The idea is based on the same concept as banning shoplifters from stores where they've been arrested. MTA officials wonder if a similar strategy could work on the subways, as they tackle an underground crime wave involving mostly thefts of cellphones, iPads and other high-tech toys.

Officials said there were 91 grand larcenies underground in February 2011 and 126 last month -- an increase of 39 percent.

In some cases, repeat offenders use razor blades to slice through the pockets of unsuspecting riders, officials said. And they often prey on drowsy-looking passengers.

Riders applauded the idea of a robber MetroCard ban but were skeptical it could be enforced.

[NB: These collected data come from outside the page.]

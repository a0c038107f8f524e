//! In-process transfer primitive
//!
//! Each file is copied to `<dest>.segrelay-tmp`, stamped with the source
//! mtime, synced, then renamed into place, so a reader never sees a partial
//! segment under its final name. Destination files with equal size and mtime
//! (whole seconds) are left alone.

use async_trait::async_trait;
use std::path::{Path, PathBuf};
use std::time::{SystemTime, UNIX_EPOCH};
use tokio::fs as afs;

use super::{TransferOutput, TransferPrimitive, TEMP_SUFFIX};
use crate::error::{RelayError, TransferError};
use crate::logging::*;
use crate::validation::validate_segment_key;

#[derive(Debug, Default)]
pub struct BuiltinPrimitive;

enum CopyOutcome {
	Copied(u64),
	Unchanged,
}

impl BuiltinPrimitive {
	pub fn new() -> Self {
		BuiltinPrimitive
	}

	async fn copy_one(&self, source: &Path, destination: &Path) -> std::io::Result<CopyOutcome> {
		let src_meta = afs::metadata(source).await?;
		let src_mtime = src_meta.modified()?;

		if let Ok(dst_meta) = afs::metadata(destination).await {
			let same_size = dst_meta.len() == src_meta.len();
			let same_mtime =
				dst_meta.modified().map(|m| whole_secs(m) == whole_secs(src_mtime)).unwrap_or(false);
			if same_size && same_mtime {
				return Ok(CopyOutcome::Unchanged);
			}
		}

		if let Some(parent) = destination.parent() {
			afs::create_dir_all(parent).await?;
		}

		let tmp = temp_path(destination);
		let copied = match self.copy_to_temp(source, &tmp, src_mtime).await {
			Ok(copied) => copied,
			Err(e) => {
				let _ = afs::remove_file(&tmp).await;
				return Err(e);
			}
		};
		afs::rename(&tmp, destination).await?;
		Ok(CopyOutcome::Copied(copied))
	}

	async fn copy_to_temp(&self, source: &Path, tmp: &Path, mtime: SystemTime) -> std::io::Result<u64> {
		let copied = afs::copy(source, tmp).await?;
		// the copy carries the source mode bits, which may be read-only
		let file = afs::File::open(tmp).await?;
		let file = file.into_std().await;
		tokio::task::spawn_blocking(move || {
			file.set_modified(mtime)?;
			file.sync_all()
		})
		.await
		.map_err(|e| std::io::Error::new(std::io::ErrorKind::Other, e))??;
		Ok(copied)
	}
}

fn whole_secs(t: SystemTime) -> u64 {
	t.duration_since(UNIX_EPOCH).map(|d| d.as_secs()).unwrap_or(0)
}

fn temp_path(destination: &Path) -> PathBuf {
	let mut name = destination.as_os_str().to_os_string();
	name.push(TEMP_SUFFIX);
	PathBuf::from(name)
}

#[async_trait]
impl TransferPrimitive for BuiltinPrimitive {
	fn name(&self) -> &str {
		"builtin"
	}

	async fn ensure_available(&self) -> Result<(), RelayError> {
		Ok(())
	}

	async fn transfer(
		&self,
		source_root: &Path,
		destination_root: &Path,
		manifest: &[String],
	) -> Result<TransferOutput, TransferError> {
		let mut stdout = String::new();
		let mut stderr = String::new();
		let mut failed = 0usize;

		for key in manifest {
			if let Err(e) = validate_segment_key(key) {
				failed += 1;
				stderr.push_str(&format!("{}: {}\n", key, e));
				continue;
			}

			let source = source_root.join(key);
			let destination = destination_root.join(key);
			match self.copy_one(&source, &destination).await {
				Ok(CopyOutcome::Copied(bytes)) => {
					debug!("Copied {} ({} bytes)", key, bytes);
					stdout.push_str(&format!("copied {} ({} bytes)\n", key, bytes));
				}
				Ok(CopyOutcome::Unchanged) => {
					debug!("Skipped {}: destination already up to date", key);
					stdout.push_str(&format!("unchanged {}\n", key));
				}
				Err(e) => {
					failed += 1;
					stderr.push_str(&format!("{}: {}\n", key, e));
				}
			}
		}

		Ok(TransferOutput {
			success: failed == 0,
			code: Some(if failed == 0 { 0 } else { 23 }),
			stdout,
			stderr,
		})
	}
}

#[cfg(test)]
mod tests {
	use super::*;
	use filetime::FileTime;
	use tempfile::TempDir;

	#[tokio::test]
	async fn test_copies_nested_and_preserves_mtime() {
		let src = TempDir::new().unwrap();
		let dst = TempDir::new().unwrap();
		std::fs::create_dir_all(src.path().join("day1")).unwrap();
		let file = src.path().join("day1/seg.wav");
		std::fs::write(&file, b"RIFF....WAVE").unwrap();
		filetime::set_file_mtime(&file, FileTime::from_unix_time(1_735_689_600, 0)).unwrap();

		let output = BuiltinPrimitive::new()
			.transfer(src.path(), dst.path(), &["day1/seg.wav".to_string()])
			.await
			.unwrap();

		assert!(output.success);
		let copied = dst.path().join("day1/seg.wav");
		assert_eq!(std::fs::read(&copied).unwrap(), b"RIFF....WAVE");
		let meta = std::fs::metadata(&copied).unwrap();
		assert_eq!(FileTime::from_last_modification_time(&meta).unix_seconds(), 1_735_689_600);
		assert!(!dst.path().join("day1/seg.wav.segrelay-tmp").exists());
	}

	#[tokio::test]
	async fn test_second_run_is_unchanged() {
		let src = TempDir::new().unwrap();
		let dst = TempDir::new().unwrap();
		std::fs::write(src.path().join("seg.wav"), b"data").unwrap();

		let primitive = BuiltinPrimitive::new();
		let manifest = vec!["seg.wav".to_string()];
		primitive.transfer(src.path(), dst.path(), &manifest).await.unwrap();
		let output = primitive.transfer(src.path(), dst.path(), &manifest).await.unwrap();

		assert!(output.success);
		assert!(output.stdout.contains("unchanged seg.wav"));
	}

	#[cfg(unix)]
	#[tokio::test]
	async fn test_read_only_source_is_copied() {
		use std::os::unix::fs::PermissionsExt;

		let src = TempDir::new().unwrap();
		let dst = TempDir::new().unwrap();
		let file = src.path().join("seg.wav");
		std::fs::write(&file, b"sealed").unwrap();
		filetime::set_file_mtime(&file, FileTime::from_unix_time(1_735_689_600, 0)).unwrap();
		std::fs::set_permissions(&file, std::fs::Permissions::from_mode(0o444)).unwrap();

		let output =
			BuiltinPrimitive::new().transfer(src.path(), dst.path(), &["seg.wav".to_string()]).await.unwrap();

		assert!(output.success, "stderr: {}", output.stderr);
		let copied = dst.path().join("seg.wav");
		assert_eq!(std::fs::read(&copied).unwrap(), b"sealed");
		let meta = std::fs::metadata(&copied).unwrap();
		assert_eq!(meta.permissions().mode() & 0o777, 0o444);
		assert_eq!(FileTime::from_last_modification_time(&meta).unix_seconds(), 1_735_689_600);
	}

	#[tokio::test]
	async fn test_missing_source_fails_batch_but_copies_rest() {
		let src = TempDir::new().unwrap();
		let dst = TempDir::new().unwrap();
		std::fs::write(src.path().join("ok.wav"), b"data").unwrap();

		let output = BuiltinPrimitive::new()
			.transfer(src.path(), dst.path(), &["ok.wav".to_string(), "gone.wav".to_string()])
			.await
			.unwrap();

		assert!(!output.success);
		assert!(output.stderr.contains("gone.wav"));
		assert!(dst.path().join("ok.wav").exists());
	}
}

// vim: ts=4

"A little difficult to accomplish," said Erica Orama, who clutched a smartphone as she waited for a downtown express train at 72nd Street on Monday. "It would be great but I highly doubt it's possible."

MTA investigators said some repeat thieves have robbed upwards of 25 passengers each.

So in theory, banning them would make the entire system safer, said regular rider Darrell Dantignac.

"If it's unsafe for them to go to work and do their travels that makes it harder for them to live and survive in the city," he said. "So I think I could kind of agree with that."

MTA officials said they're working with the NYPD to look into the idea, and MTA Chairman Joseph Lhota said he would speak with all five borough district attorneys to see if a transit ban for repeat offenders is possible.

Officials have not explained how it would be enforced.